From: Human HDAC6 senses valine abundancy to regulate DNA damage
a, The negligible effect on the acetylation of tubulin upon valine deprivation for 6 hrs. b, Knockdown of HDAC6 in HCT116 cells has little effect on the mTOR signalling with or without valine deprivation. c, Effects of BCAA (valine, leucine and isoleucine) on the subcellular localization of HDAC6. HCT116 cells were deprived of valine, leucine, or isoleucine for 6 h followed by immunofluorescence analysis of cellular localization of HDAC6. Scale bar, 10 μm. d, Cell fractionation analysis was performed using HCT116 cells deprived of amino acids for 6 h, and then add an indicated amino acid (200 mM) for another 6 h. e, The half-maximal concentration of valine at the cellular level to restrain HDAC6 in cytosol of Fig. 2d. f, g, Absolute quantification of valine in HCT116 cells upon valine deprivation for different times (f) or valine restriction at different concentration (g). h, The localization of HDAC6 was examined via cell fractionation assay after treatment with concentration gradient of SLC7A5 inhibitor JPH203 (0, 2, 4, 6, 8, 10 μM) for 24 h and then rescued with N-Methyl-L-valine (CH3-Val, 0.8 mM) for 6 h. i, Effects of BCAA transporter SLC7A5 on the subcellular localization of HDAC6. Cell fractionation assay was performed with SLC7A5 wildtype or knockdown HCT116 cells upon valine deprivation for 6 h and then rescued with L-valine-OMe (Val-Ome, 0.8 mM) for 6 h. j, Effects of valine and its analogues on cellular localization of HDAC6 under the condition of valine deprivation.

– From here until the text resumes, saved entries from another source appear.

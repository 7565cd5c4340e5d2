//! Klippy readiness handshake.
//!
//! An open websocket does not mean klippy can answer printer queries. Each
//! new session gets its own handshake task that polls `server.info` until
//! klippy reports `ready`, subscribes to the lifecycle topics, and replays
//! the current print state to the sink.
//!
//! | `klippy_state` | Action |
//! |----------------|--------|
//! | `ready` | mark ready, subscribe, resync, stop |
//! | `startup`, `error`, `shutdown` | wait and poll again |
//! | anything else | close the session |
//!
//! The task is bound to one [`SessionId`]. Once that session is replaced
//! it stops without touching the new one.

// ============================================================================
// Imports
// ============================================================================

use tokio::time::sleep;
use tracing::{debug, info, warn};

use crate::error::{Error, Result};
use crate::identifiers::SessionId;
use crate::lifecycle::resync;
use crate::protocol::KlippyState;
use crate::protocol::objects::{OBJECTS_SUBSCRIBE, SERVER_INFO, subscription_params};

use super::core::MoonrakerClient;
use super::link::ConnectionState;

// ============================================================================
// Outcome
// ============================================================================

/// How a handshake ended without error.
#[derive(Debug, Clone, Copy, PartialEq, Eq)]
enum Outcome {
    /// Klippy is ready and the subscription is in place.
    Ready,
    /// The session was replaced while polling.
    Stale,
}

// ============================================================================
// Entry Point
// ============================================================================

/// Runs the handshake for `session`, then the fresh-connect resync.
pub(crate) async fn run(client: MoonrakerClient, session: SessionId) {
    match wait_for_klippy(&client, session).await {
        Ok(Outcome::Ready) => {
            info!(%session, "Klippy ready, subscribed to printer objects");
            resync::run(&client).await;
        }

        Ok(Outcome::Stale) => {
            debug!(%session, "Session replaced, handshake exiting");
        }

        Err(e) => {
            if client.inner.link.is_current(session) {
                warn!(%session, error = %e, "Klippy handshake failed, closing the session");
                client.inner.link.close_session(session);
            } else {
                debug!(%session, error = %e, "Handshake failed on a replaced session");
            }
        }
    }
}

// ============================================================================
// Polling
// ============================================================================

async fn wait_for_klippy(client: &MoonrakerClient, session: SessionId) -> Result<Outcome> {
    let link = &client.inner.link;
    let options = &client.inner.options;
    let log_every = options.klippy_log_every.max(1);
    let mut polls: u32 = 0;

    if !link.set_state_if_current(session, ConnectionState::KlippyWaiting) {
        return Ok(Outcome::Stale);
    }

    loop {
        if !link.is_current(session) {
            return Ok(Outcome::Stale);
        }

        let result = client
            .force_send(session, SERVER_INFO, None)
            .await
            .map_err(|e| Error::handshake(format!("{SERVER_INFO} failed: {e}")))?;
        let state = KlippyState::from_server_info(&result)
            .map_err(|e| Error::handshake(e.to_string()))?;

        match state {
            KlippyState::Ready => {
                if !link.mark_klippy_ready(session) {
                    return Ok(Outcome::Stale);
                }

                client
                    .force_send(session, OBJECTS_SUBSCRIBE, Some(subscription_params()))
                    .await
                    .map_err(|e| Error::handshake(format!("Subscription failed: {e}")))?;

                return Ok(Outcome::Ready);
            }

            state if state.is_transient() => {
                if polls % log_every == 0 {
                    info!(%session, klippy_state = %state, polls, "Waiting for klippy to be ready");
                }
                polls = polls.wrapping_add(1);
                sleep(options.klippy_poll_interval).await;
            }

            state => {
                return Err(Error::handshake(format!("Unexpected klippy state: {state}")));
            }
        }
    }
}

Cell fractionation analysis was performed in HCT116 cells deprived of valine for 6 hrs before valine or one of its analogues (10 mM) were added for 6 hrs. k, Effects of valine deprivation on the location of Flag-HDAC6 and its various truncations. Cell fractionation analysis was performed with HCT116 cells transfected with Flag-HDAC6 and its various truncations. l, Quantification of HDAC6 nuclear and cytoplasmic localization for Fig. 2f. For e–g,l, data are presented as mean ± s.d. (n = 3 independent experiments). Statistical analysis was performed using one-way ANOVA (f, g, l); ****P < 0.0001, NS, not significant. For gel source data, see Supplementary Fig. 1.